Well, who doesn't like to watch the Olympics?
I love watching the swimming, diving, gymnastics, and track and field in the summer games. It's addictive. We've been staying up way too late.
While it's subtle, you can see a bit of a difference as each Olympics passes. The US is famous for its hero worship and elevation of all sorts of folks--deserved or not--to a pedestal. The gamut obviously ranges from Paris Hilton to Al Gore to Natalie Portman to Pete Wentz to...professional wrestlers. Normally, most of it makes me a little sick to my stomach.
When the Olympics come around, the worship goes to the athletes, which is mostly a good thing. You have the great stories of courage, like Kerry Strug; the "rebels" like Elvis Stoyko or Surya Bonali, the uber-athletes like Mark Spitz. This year it's Michael Phelps.
Boy, is it fun to watch that kid swim. (Hello, age. Kid?) He's remarkable. And when they interview him, for the most part, he still seems grounded, though very confident.
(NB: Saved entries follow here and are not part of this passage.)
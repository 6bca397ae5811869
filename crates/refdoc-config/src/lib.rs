//! Configuration management for refdoc.
//!
//! Parses `refdoc.toml` configuration files with serde and provides
//! auto-discovery of config files in parent directories.
//!
//! CLI settings can be applied during load via [`CliSettings`].
//!
//! ## Environment Variable Expansion
//!
//! String configuration values support environment variable expansion:
//!
//! - `${VAR}` - expands to the value of VAR, errors if unset
//! - `${VAR:-default}` - expands to VAR if set, otherwise uses default
//!
//! Expanded fields:
//! - `site.title`
//! - `links.external_url`

mod expand;

use serde::Deserialize;
use std::path::{Path, PathBuf};

/// CLI settings that override configuration file values.
///
/// All fields are optional. Only non-None values override the loaded config.
#[derive(Debug, Default)]
pub struct CliSettings {
    /// Override artifact list.
    pub artifacts: Option<Vec<PathBuf>>,
    /// Override output directory.
    pub output_dir: Option<PathBuf>,
    /// Override site title.
    pub title: Option<String>,
    /// Override parallel page writes.
    pub parallel_writes: Option<bool>,
}

/// Configuration filename to search for.
const CONFIG_FILENAME: &str = "refdoc.toml";

/// Default external reference URL template.
pub const DEFAULT_EXTERNAL_URL: &str = "https://learn.microsoft.com/en-us/dotnet/api/{name}";

/// Placeholder replaced by the referenced type name in `links.external_url`.
pub const NAME_PLACEHOLDER: &str = "{name}";

/// Application configuration.
#[derive(Debug, Deserialize)]
#[serde(default)]
pub struct Config {
    /// Site configuration.
    pub site: SiteConfig,
    /// Input configuration (paths are relative strings from TOML).
    input: InputConfigRaw,
    /// External link configuration.
    pub links: LinksConfig,
    /// Rendering configuration.
    pub render: RenderConfig,

    /// Resolved paths (set after loading).
    #[serde(skip)]
    pub paths: PathsConfig,
    /// Path to the config file (set after loading).
    #[serde(skip)]
    pub config_path: Option<PathBuf>,
}

impl Default for Config {
    fn default() -> Self {
        Self::default_with_base(Path::new("."))
    }
}

/// Site configuration.
#[derive(Debug, Deserialize)]
#[serde(default)]
pub struct SiteConfig {
    /// Site title shown in the header and page titles.
    pub title: String,
    /// Output directory, relative to the config file.
    output_dir: Option<String>,
    /// Extension of generated page files (without the dot).
    pub file_extension: String,
    /// Write pages in parallel.
    pub parallel_writes: bool,
}

impl Default for SiteConfig {
    fn default() -> Self {
        Self {
            title: "API Reference".to_owned(),
            output_dir: None,
            file_extension: "html".to_owned(),
            parallel_writes: true,
        }
    }
}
Likable.
Now, here's the weird part--and unfortunately I can't find this graphic to share--NBC has actually created a Michael Phelps "countdown bug". In case you don't know, a "bug" in broadcast is the little graphic they put in the lower right hand corner of your screen, usually to brand something or to tell you what's coming up.
"Michael Phelps: 5 minutes"
What? I feel like it's the Olympics on E! for crying out loud. Let me just hear it from the announcer. What if he's not the only reason I'm watching? Hasn't this taken our hero worship to a level that contradicts the principle of the Olympics a bit?
(Not that I'm not going to miss one medal race for men's swimming...)
(photo courtesy AP/David J. Phillip)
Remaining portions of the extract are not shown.